Yesterday I woke up to some strange fuzz on my plaster bats.
These plaster bats are used during clay reclaim and thanks to the clayart forum, I soon discovered that the white crystal fuzz was probably soluable salt or Calcium Carbonate (yahoo! Neither are too dastardly).
And yes, I’ll quickly explain the reclaim process: All my excess clay – the offcuts, trimmings and the naughty vessels get put in a special reclaim bucket to soften up. I then put these slops on the plaster bats to dry out so that I reuse the clay, reducing material waste.
As the water is ‘sucked out’ of the clay by the plaster, the clay become more like play-doh, less like puddles of mud. Depending on how thick your bats are and how much clay you have drying out, this process can take a few hours or a day, even two.
Eventually, the plaster’s ability to dry out the clay is hampered and it says ‘I can’t drink anymore! Enough!’ Ha – I wish my plaster bats spoke to me but because plaster bats can’t talk, it starts creating little white fuzzy crystals to let us know it’s had enough. In technical terms, Calcium ions from the plaster is drawn out during the clay drying process and react to air (specifically the carbon dioxide) to form these crystallised structures after the clay is removed.
Tom Buck suggested that ‘sanding the surface…will rejuvenate a plaster form’ so I’ve decided to test that out as opposed to just wiping them off (as they’ll probably just grow back again right?).
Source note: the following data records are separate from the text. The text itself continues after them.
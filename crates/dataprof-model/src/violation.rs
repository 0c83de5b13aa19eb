//! Row-level validation error record.

use serde::{Deserialize, Serialize};
use serde_json::Value;

/// Row index marking a column-level violation with no specific row.
pub const NO_ROW: i64 = -1;

/// One rule violation produced by the validator.
///
/// `value` is coerced to a native JSON scalar (numbers stay numbers, dates
/// become ISO strings) before serialization. The impacted key names the
/// table's first column and its value on the violating row, for
/// traceability back to the record.
#[derive(Debug, Clone, PartialEq, Serialize, Deserialize)]
pub struct ValidationError {
    pub column: String,
    /// Violating row index, or [`NO_ROW`] for column-level violations.
    pub row: i64,
    pub message: String,
    pub value: Value,
    #[serde(rename = "Impacted_Key")]
    pub impacted_key: Option<String>,
    #[serde(rename = "Impacted_key_Value")]
    pub impacted_key_value: Option<Value>,
}

impl ValidationError {
    /// A violation tied to a specific cell.
    pub fn at_row(
        column: impl Into<String>,
        row: usize,
        message: impl Into<String>,
        value: Value,
    ) -> Self {
        Self {
            column: column.into(),
            row: row as i64,
            message: message.into(),
            value,
            impacted_key: None,
            impacted_key_value: None,
        }
    }

    /// A violation with column scope only.
    pub fn column_level(column: impl Into<String>, message: impl Into<String>) -> Self {
        Self {
            column: column.into(),
            row: NO_ROW,
            message: message.into(),
            value: Value::Null,
            impacted_key: None,
            impacted_key_value: None,
        }
    }

    /// Attach the impacted primary-key column and its value.
    #[must_use]
    pub fn with_impacted_key(mut self, key: impl Into<String>, value: Value) -> Self {
        self.impacted_key = Some(key.into());
        self.impacted_key_value = Some(value);
        self
    }
}

#[cfg(test)]
mod tests {
    use super::*;
    use serde_json::json;

    #[test]
    fn test_wire_field_names() {
        let err = ValidationError::at_row("zip", 4, "Numeric Only", json!("12a"))
            .with_impacted_key("id", json!(105));
        let value = serde_json::to_value(&err).unwrap();
        assert_eq!(value["column"], "zip");
        assert_eq!(value["row"], 4);
        assert_eq!(value["value"], "12a");
        assert_eq!(value["Impacted_Key"], "id");
        assert_eq!(value["Impacted_key_Value"], 105);
    }

    #[test]
    fn test_column_level_row_marker() {
        let err = ValidationError::column_level("ssn", "missing column");
        assert_eq!(err.row, NO_ROW);
        assert_eq!(err.value, Value::Null);
    }
}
I also decided to make a new plaster bat. I’ve wanted a thicker bat as my other two are quite small (used a plastic kitty litter box as the mold) which makes them easy to lift and transport but I want something a bit more heavy duty now that I’m set up. But I couldn’t find my TAFE notes. Ok, I didn’t want to search through the boxes of uni/tafe stuff that are under my bed and get distracted by other things in other boxes so I decided to find a water:plaster ratio online and the ever helpful (and also distracting) Ceramic Arts Daily helped me out but I had to convert into ml and grams.
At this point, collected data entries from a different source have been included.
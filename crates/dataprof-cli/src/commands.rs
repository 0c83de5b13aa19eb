//! Command handlers bridging CLI arguments to the pipeline.

use anyhow::{Context, Result, bail};
use comfy_table::Table;
use tracing::warn;

use dataprof_validate::{
    CompiledRule, JsonRuleStore, RuleSet, add_column_rules, load_regex, remove_column_rules,
    save_regex,
};

use crate::cli::{ProfileArgs, RuleEditArgs, RuleListArgs};
use dataprof_cli::pipeline::{ProfileOutcome, ProfileRequest, run_profile};
use crate::summary::{apply_table_style, header_cell};

pub fn run_profile_command(args: &ProfileArgs) -> Result<ProfileOutcome> {
    let request = ProfileRequest {
        file: args.file.clone(),
        title: args.title.clone(),
        id_column: args.id_column.clone(),
        label_column: args.label_column.clone(),
        uploaded: args.uploaded,
        data_root: args.data_root.clone(),
        upload_root: args.upload_root.clone(),
        rule_store: args.rule_store.clone(),
    };
    run_profile(&request)
}

pub fn run_rules_add(args: &RuleEditArgs) -> Result<()> {
    let store = JsonRuleStore::new(&args.rule_store);

    if let Some(pattern) = &args.pattern {
        if args.names.len() != 1 {
            bail!("--pattern stores a regex under exactly one rule name");
        }
        let name = &args.names[0];
        let description = args.description.as_deref().unwrap_or(name);
        // Reject unusable patterns before they reach a validation run.
        CompiledRule::from_pattern(name, pattern, description)?;
        save_regex(&store, &args.table, name, pattern, description)
            .context("store regex rule")?;
    }

    for name in &args.names {
        if CompiledRule::builtin(name).is_none()
            && load_regex(&store, &args.table, name)?.is_none()
        {
            warn!(rule = %name, "not a built-in and no stored regex; validation runs using it will fail");
        }
    }

    add_column_rules(&store, &args.table, &args.column, &args.names)
        .context("store rule assignments")?;
    println!(
        "{} rule(s) assigned to {}.{}",
        args.names.len(),
        args.table,
        args.column
    );
    Ok(())
}

pub fn run_rules_remove(args: &RuleEditArgs) -> Result<()> {
    let store = JsonRuleStore::new(&args.rule_store);
    remove_column_rules(&store, &args.table, &args.column, &args.names)
        .context("update rule assignments")?;
    println!(
        "{} rule(s) unassigned from {}.{}",
        args.names.len(),
        args.table,
        args.column
    );
    Ok(())
}

pub fn run_rules_list(args: &RuleListArgs) -> Result<()> {
    let store = JsonRuleStore::new(&args.rule_store);
    let rules = RuleSet::from_store(&store, &args.table)?;
    if rules.is_empty() {
        println!("no rules stored for {}", args.table);
        return Ok(());
    }
    let mut table = Table::new();
    table.set_header(vec![header_cell("Column"), header_cell("Rules")]);
    apply_table_style(&mut table);
    for (column, names) in rules.iter() {
        table.add_row(vec![column.clone(), names.join(", ")]);
    }
    println!("{table}");
    Ok(())
}
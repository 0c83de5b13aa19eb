//! Error types for rule validation.

use std::path::PathBuf;
use thiserror::Error;

/// Errors raised while building or evaluating a validation schema, or
/// while talking to the rule store.
///
/// Schema failures are swallowed at the run level: the run transitions to
/// its Failed state and the caller observes an empty error artifact.
#[derive(Debug, Error)]
pub enum ValidateError {
    /// Rule name is neither a built-in nor a stored regex.
    #[error("unknown rule '{name}' for column '{column}'")]
    UnknownRule { name: String, column: String },

    /// Stored regex failed to compile.
    #[error("invalid regex for rule '{name}': {message}")]
    InvalidRegex { name: String, message: String },

    /// Stored regex entry is malformed.
    #[error("malformed regex entry for rule '{name}'")]
    MalformedRegexEntry { name: String },

    /// Rule store file I/O failure.
    #[error("failed to {operation} rule store {path}: {source}")]
    StoreIo {
        operation: &'static str,
        path: PathBuf,
        #[source]
        source: std::io::Error,
    },

    /// Rule store contents are not valid JSON.
    #[error("rule store {path} is not valid JSON: {source}")]
    StoreFormat {
        path: PathBuf,
        #[source]
        source: serde_json::Error,
    },

    /// DataFrame column access failed mid-run.
    #[error("column '{column}' disappeared during validation")]
    ColumnAccess { column: String },
}

/// Result type for validation operations.
pub type Result<T> = std::result::Result<T, ValidateError>;

#[cfg(test)]
mod tests {
    use super::*;

    #[test]
    fn test_error_display() {
        let err = ValidateError::UnknownRule {
            name: "Phone Format".to_string(),
            column: "phone1".to_string(),
        };
        assert_eq!(
            err.to_string(),
            "unknown rule 'Phone Format' for column 'phone1'"
        );
    }
}
//! Excel reading via calamine (xls, xlsx, xlsm, xlsb).
//!
//! The first worksheet is read eagerly: row 0 supplies the column names and
//! each column is built as a typed Polars series when every cell agrees on a
//! scalar type, falling back to strings otherwise.

use std::path::Path;

use calamine::{Data, DataType as _, Reader as _, open_workbook_auto};
use polars::prelude::{
    BooleanChunked, DataFrame, Float64Chunked, Int64Chunked, IntoSeries, Series, StringChunked,
};

use crate::error::{LoadError, Result};

/// Reads the first sheet of an Excel workbook with a row cap.
pub fn read_excel(path: &Path, max_rows: usize) -> Result<DataFrame> {
    if !path.exists() {
        return Err(LoadError::FileNotFound {
            path: path.to_path_buf(),
        });
    }

    let mut workbook = open_workbook_auto(path).map_err(|e| LoadError::parse(path, e))?;
    let range = workbook
        .worksheet_range_at(0)
        .ok_or_else(|| LoadError::EmptyTable {
            path: path.to_path_buf(),
        })?
        .map_err(|e| LoadError::parse(path, e))?;

    let mut rows = range.rows();
    let Some(header) = rows.next() else {
        return Err(LoadError::EmptyTable {
            path: path.to_path_buf(),
        });
    };

    let names: Vec<String> = header
        .iter()
        .enumerate()
        .map(|(idx, cell)| {
            let name = cell.as_string().unwrap_or_default();
            if name.trim().is_empty() {
                format!("column_{}", idx + 1)
            } else {
                name
            }
        })
        .collect();

    let data_rows: Vec<&[Data]> = rows.take(max_rows).collect();
    if data_rows.is_empty() {
        return Err(LoadError::EmptyTable {
            path: path.to_path_buf(),
        });
    }

    let columns: Vec<_> = names
        .iter()
        .enumerate()
        .map(|(col_idx, name)| {
            let cells: Vec<Option<&Data>> =
                data_rows.iter().map(|row| row.get(col_idx)).collect();
            column_to_series(name, &cells).into()
        })
        .collect();

    DataFrame::new(columns).map_err(|e| LoadError::parse(path, e))
}

/// Builds the narrowest series the column's cells allow.
fn column_to_series(name: &str, cells: &[Option<&Data>]) -> Series {
    let mut all_int = true;
    let mut all_float = true;
    let mut all_bool = true;
    let mut any_value = false;

    for cell in cells.iter().flatten() {
        if cell.is_empty() {
            continue;
        }
        any_value = true;
        all_int &= cell.is_int() || whole_float(cell);
        all_float &= cell.is_int() || cell.is_float();
        all_bool &= cell.is_bool();
    }

    if any_value && all_bool {
        let ca: BooleanChunked = cells
            .iter()
            .map(|cell| cell.and_then(|c| c.get_bool()))
            .collect();
        return ca.into_series().with_name(name.into());
    }
    if any_value && all_int {
        let ca: Int64Chunked = cells
            .iter()
            .map(|cell| cell.and_then(cell_to_i64))
            .collect();
        return ca.into_series().with_name(name.into());
    }
    if any_value && all_float {
        let ca: Float64Chunked = cells
            .iter()
            .map(|cell| cell.and_then(|c| c.as_f64()))
            .collect();
        return ca.into_series().with_name(name.into());
    }

    let ca: StringChunked = cells
        .iter()
        .map(|cell| {
            cell.and_then(|c| {
                if c.is_empty() {
                    None
                } else {
                    c.as_string()
                }
            })
        })
        .collect();
    ca.into_series().with_name(name.into())
}

fn whole_float(cell: &Data) -> bool {
    matches!(cell, Data::Float(v) if v.fract() == 0.0)
}

fn cell_to_i64(cell: &Data) -> Option<i64> {
    match cell {
        Data::Int(v) => Some(*v),
        Data::Float(v) if v.fract() == 0.0 => Some(*v as i64),
        _ => None,
    }
}

#[cfg(test)]
mod tests {
    use super::*;

    #[test]
    fn test_int_column_inference() {
        let a = Data::Int(1);
        let b = Data::Float(2.0);
        let series = column_to_series("n", &[Some(&a), Some(&b), None]);
        assert_eq!(series.dtype(), &polars::prelude::DataType::Int64);
    }

    #[test]
    fn test_mixed_column_is_string() {
        let a = Data::Int(1);
        let b = Data::String("x".to_string());
        let series = column_to_series("m", &[Some(&a), Some(&b)]);
        assert_eq!(series.dtype(), &polars::prelude::DataType::String);
    }

    #[test]
    fn test_missing_excel_file() {
        let result = read_excel(Path::new("/nope/sheet.xlsx"), 10);
        assert!(matches!(result, Err(LoadError::FileNotFound { .. })));
    }
}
After more reading on the Boral site (couldn’t help it, I was looking up the properties of their pottery plaster) I found that their recommended ratio had less water which would make the bats stronger but less porous.
Long story short, I have one new super thick plaster bat and two freshly sanded thinner bats and I don’t have to get freaked out by white crystal fuzz in the studio again.
If you’ve had this issue and beaten it in a different way, please comment and let me know!!